Il ferma son esprit aux cris et aux gémissements de ces pauvres malheureux que la soif de connaissance des féroces morticiens faisait souffrir le martyre, son cœur de pierre imperméable à leur pitoyable calvaire. C’étaient des faibles complaisants, qui se laissaient aller sans vergogne à leurs misérables émotions, qu’il s’agisse de douleur, de remords, d’angoisses ou de pitié. Vaanes s’était depuis longtemps fermé à ce genre de sensiblerie et il savait que cela le rendait plus fort.
« Les forts sont plus forts quand ils demeurent seuls » murmura-t-il pour lui-même, se remémorant le jour où il avait entendu pour la première fois ces paroles, de la bouche de l’un de ses anciens instructeurs.
Leur odyssée cauchemardesque arriva enfin à son terme au moment de pénétrer dans une vaste arène circulaire, équipée d’une douzaine de tables mortuaires en acier rouillé disposées sur tout le pourtour. De profondes rigoles maculées de sang couraient sur la longueur de chacune d’entre elles. Une structure de barres de fer érigée en hauteur, qui évoquait la charpente d’une sorte de belvédère, venait couvrir l’ensemble du théâtre des horreurs, soutenant un vaste dispositif de crochets de boucher suspendus au-dessus de chaque table. On avait installé à intervalles appropriés de larges tubes et barils destinés à recueillir le sang et les déchets, ainsi qu’une longue saignée remplie d’eau saumâtre. Un établi maculé se dressait au centre de l’arène, sur lequel trônait tout un assortiment de couteaux à lames longues ou courtes, de couperets, de hachettes et de scies à métaux.
Les féroces morticiens déposèrent promptement leur fardeau, jetant chaque prisonnier sur une table, et attachèrent leurs membres avec des courroies de fer munies de lourds verrous. Vaanes envoya un violent coup de pied au moment où la créature qui le portait détachait ses réacteurs dorsaux d’une chiquenaude et le plaquait sur la table. Une griffe de bronze jaillit en un éclair. Il se débarrassa d’un battement de paupière des gouttes de sang qui l’aveuglaient tandis qu’on lui balafrait la joue jusqu’à l’os.

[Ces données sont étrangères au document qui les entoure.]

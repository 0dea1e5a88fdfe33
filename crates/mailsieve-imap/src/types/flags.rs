//! System flags and keywords attached to messages.

/// One flag from a FLAGS list or a STORE command.
#[derive(Debug, Clone, PartialEq, Eq, Hash)]
pub enum Flag {
    /// `\Seen`
    Seen,
    /// `\Answered`
    Answered,
    /// `\Flagged`
    Flagged,
    /// `\Deleted`. The message goes away at the next EXPUNGE or CLOSE.
    Deleted,
    /// `\Draft`
    Draft,
    /// `\Recent`
    Recent,
    /// Keyword or unknown system flag, spelled as the server sent it.
    Keyword(String),
}

const SYSTEM_FLAGS: [(Flag, &str); 6] = [
    (Flag::Seen, "\\Seen"),
    (Flag::Answered, "\\Answered"),
    (Flag::Flagged, "\\Flagged"),
    (Flag::Deleted, "\\Deleted"),
    (Flag::Draft, "\\Draft"),
    (Flag::Recent, "\\Recent"),
];

impl Flag {
    /// Reads a flag atom. System flag names are case-insensitive.
    #[must_use]
    pub fn parse(s: &str) -> Self {
        SYSTEM_FLAGS
            .iter()
            .find(|(_, name)| name.eq_ignore_ascii_case(s))
            .map_or_else(|| Self::Keyword(s.to_owned()), |(flag, _)| flag.clone())
    }

    /// Spelling used when sending the flag.
    #[must_use]
    pub fn as_str(&self) -> &str {
        if let Self::Keyword(word) = self {
            return word;
        }
        SYSTEM_FLAGS
            .iter()
            .find(|(flag, _)| flag == self)
            .map_or("", |(_, name)| *name)
    }
}

impl std::fmt::Display for Flag {
    fn fmt(&self, f: &mut std::fmt::Formatter<'_>) -> std::fmt::Result {
        f.write_str(self.as_str())
    }
}

/// Flags of one message, first occurrence wins.
#[derive(Debug, Clone, Default, PartialEq, Eq)]
pub struct Flags(Vec<Flag>);

impl Flags {
    /// No flags.
    #[must_use]
    pub fn new() -> Self {
        Self::default()
    }

    /// Adds `flag` unless it is already present.
    pub fn insert(&mut self, flag: Flag) {
        if !self.contains(&flag) {
            self.0.push(flag);
        }
    }

    /// Whether `flag` is set.
    #[must_use]
    pub fn contains(&self, flag: &Flag) -> bool {
        self.0.iter().any(|f| f == flag)
    }

    /// Whether the message is waiting for an expunge.
    #[must_use]
    pub fn is_deleted(&self) -> bool {
        self.contains(&Flag::Deleted)
    }

    /// How many distinct flags are set.
    #[must_use]
    pub fn len(&self) -> usize {
        self.0.len()
    }

    /// True when no flag is set.
    #[must_use]
    pub fn is_empty(&self) -> bool {
        self.0.is_empty()
    }

    /// Flags in the order the server listed them.
    pub fn iter(&self) -> std::slice::Iter<'_, Flag> {
        self.0.iter()
    }
}

impl Extend<Flag> for Flags {
    fn extend<I: IntoIterator<Item = Flag>>(&mut self, iter: I) {
        iter.into_iter().for_each(|flag| self.insert(flag));
    }
}

impl FromIterator<Flag> for Flags {
    fn from_iter<I: IntoIterator<Item = Flag>>(iter: I) -> Self {
        let mut flags = Self::new();
        flags.extend(iter);
        flags
    }
}

#[cfg(test)]
mod tests {
    use super::*;

    #[test]
    fn system_flag_names_ignore_case() {
        for raw in ["\\Deleted", "\\DELETED", "\\deleted"] {
            assert_eq!(Flag::parse(raw), Flag::Deleted);
        }
        assert_eq!(Flag::parse("\\seen").to_string(), "\\Seen");
    }

    #[test]
    fn unknown_names_become_keywords() {
        let junk = Flag::parse("$Junk");
        assert_eq!(junk, Flag::Keyword("$Junk".into()));
        assert_eq!(junk.as_str(), "$Junk");
        assert_eq!(Flag::parse("\\Important").as_str(), "\\Important");
    }

    #[test]
    fn repeated_flags_collapse() {
        let flags: Flags = [Flag::Seen, Flag::Deleted, Flag::Seen].into_iter().collect();
        assert_eq!(flags.len(), 2);
        assert!(flags.is_deleted());
        assert_eq!(flags.iter().next(), Some(&Flag::Seen));
    }
}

Le visage livide de la créature se rapprocha du sien en sifflant de colère dans son langage inintelligible et crépitant, et il lui cracha une gerbe de sang dans l’œil. Les griffes fendirent à nouveau l’air pour frapper, mais il entendit alors un autre féroce morticien intervenir d’un sifflement courroucé, et le coup resta en suspens. Au lieu de cela, son ravisseur l’attacha sur la table, s’assurant que ses mains étaient ligotées de manière à lui enlever la possibilité de sortir ses griffes éclairs.
Vaanes vit un monstre en robe monté sur chenilles crantées emmener leurs armes jusqu’à une table d’examen où deux morticiens, visiblement très absorbés par la tâche qui leur incombait, commencèrent à en faire l’inventaire complet. Il s’escrimait sur ses liens, brûlant de s’en défaire et de faire la peau à ses ennemis.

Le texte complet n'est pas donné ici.